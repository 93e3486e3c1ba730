//! Per-axis calibration from TOML.

use serde::Deserialize;

use super::units::Microseconds;
use crate::motion::Direction;

/// Default delay between steps for single-axis moves (500 steps/s).
pub const DEFAULT_STEP_DELAY_US: u32 = 2_000;

/// Default STEP pulse width.
pub const DEFAULT_STEP_PULSE_US: u32 = 1_000;

/// Complete axis configuration from TOML.
#[derive(Debug, Clone, Deserialize)]
pub struct AxisConfig {
    /// BCM GPIO driving the STEP input.
    pub step_pin: u8,

    /// BCM GPIO driving the DIR input.
    pub dir_pin: u8,

    /// BCM GPIO reading the homing switch.
    pub home_pin: u8,

    /// Optional BCM GPIO driving the driver's ENABLE input.
    #[serde(default)]
    pub enable_pin: Option<u8>,

    /// Invert direction pin logic.
    #[serde(default)]
    pub invert_direction: bool,

    /// Travel limit in steps. Derived from `[board]` when omitted.
    #[serde(default)]
    pub max_position: Option<i64>,

    /// Delay between steps for single-axis moves.
    #[serde(default = "default_step_delay", rename = "step_delay_us")]
    pub step_delay: Microseconds,

    /// STEP pulse width.
    #[serde(default = "default_step_pulse", rename = "step_pulse_us")]
    pub step_pulse: Microseconds,

    /// Endstop reads LOW when pressed (switch to ground with pull-up).
    #[serde(default = "default_true")]
    pub endstop_active_low: bool,

    /// Driver is enabled by a LOW level on the ENABLE pin.
    #[serde(default = "default_true")]
    pub enable_active_low: bool,

    /// Direction of travel towards the homing switch.
    #[serde(default)]
    pub home_direction: Direction,
}

fn default_step_delay() -> Microseconds {
    Microseconds(DEFAULT_STEP_DELAY_US)
}

fn default_step_pulse() -> Microseconds {
    Microseconds(DEFAULT_STEP_PULSE_US)
}

fn default_true() -> bool {
    true
}

impl AxisConfig {
    /// Create an axis configuration with default timing for the given pins.
    pub fn new(step_pin: u8, dir_pin: u8, home_pin: u8) -> Self {
        Self {
            step_pin,
            dir_pin,
            home_pin,
            enable_pin: None,
            invert_direction: false,
            max_position: None,
            step_delay: default_step_delay(),
            step_pulse: default_step_pulse(),
            endstop_active_low: true,
            enable_active_low: true,
            home_direction: Direction::default(),
        }
    }

    /// All GPIOs claimed by this axis.
    pub fn pins(&self) -> impl Iterator<Item = u8> {
        [Some(self.step_pin), Some(self.dir_pin), Some(self.home_pin), self.enable_pin]
            .into_iter()
            .flatten()
    }
}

------

Description of the task — What lines in the material include the string "between"? Pull each one out.

Completed task —
/// Default delay between steps for single-axis moves (500 steps/s).
    /// Delay between steps for single-axis moves.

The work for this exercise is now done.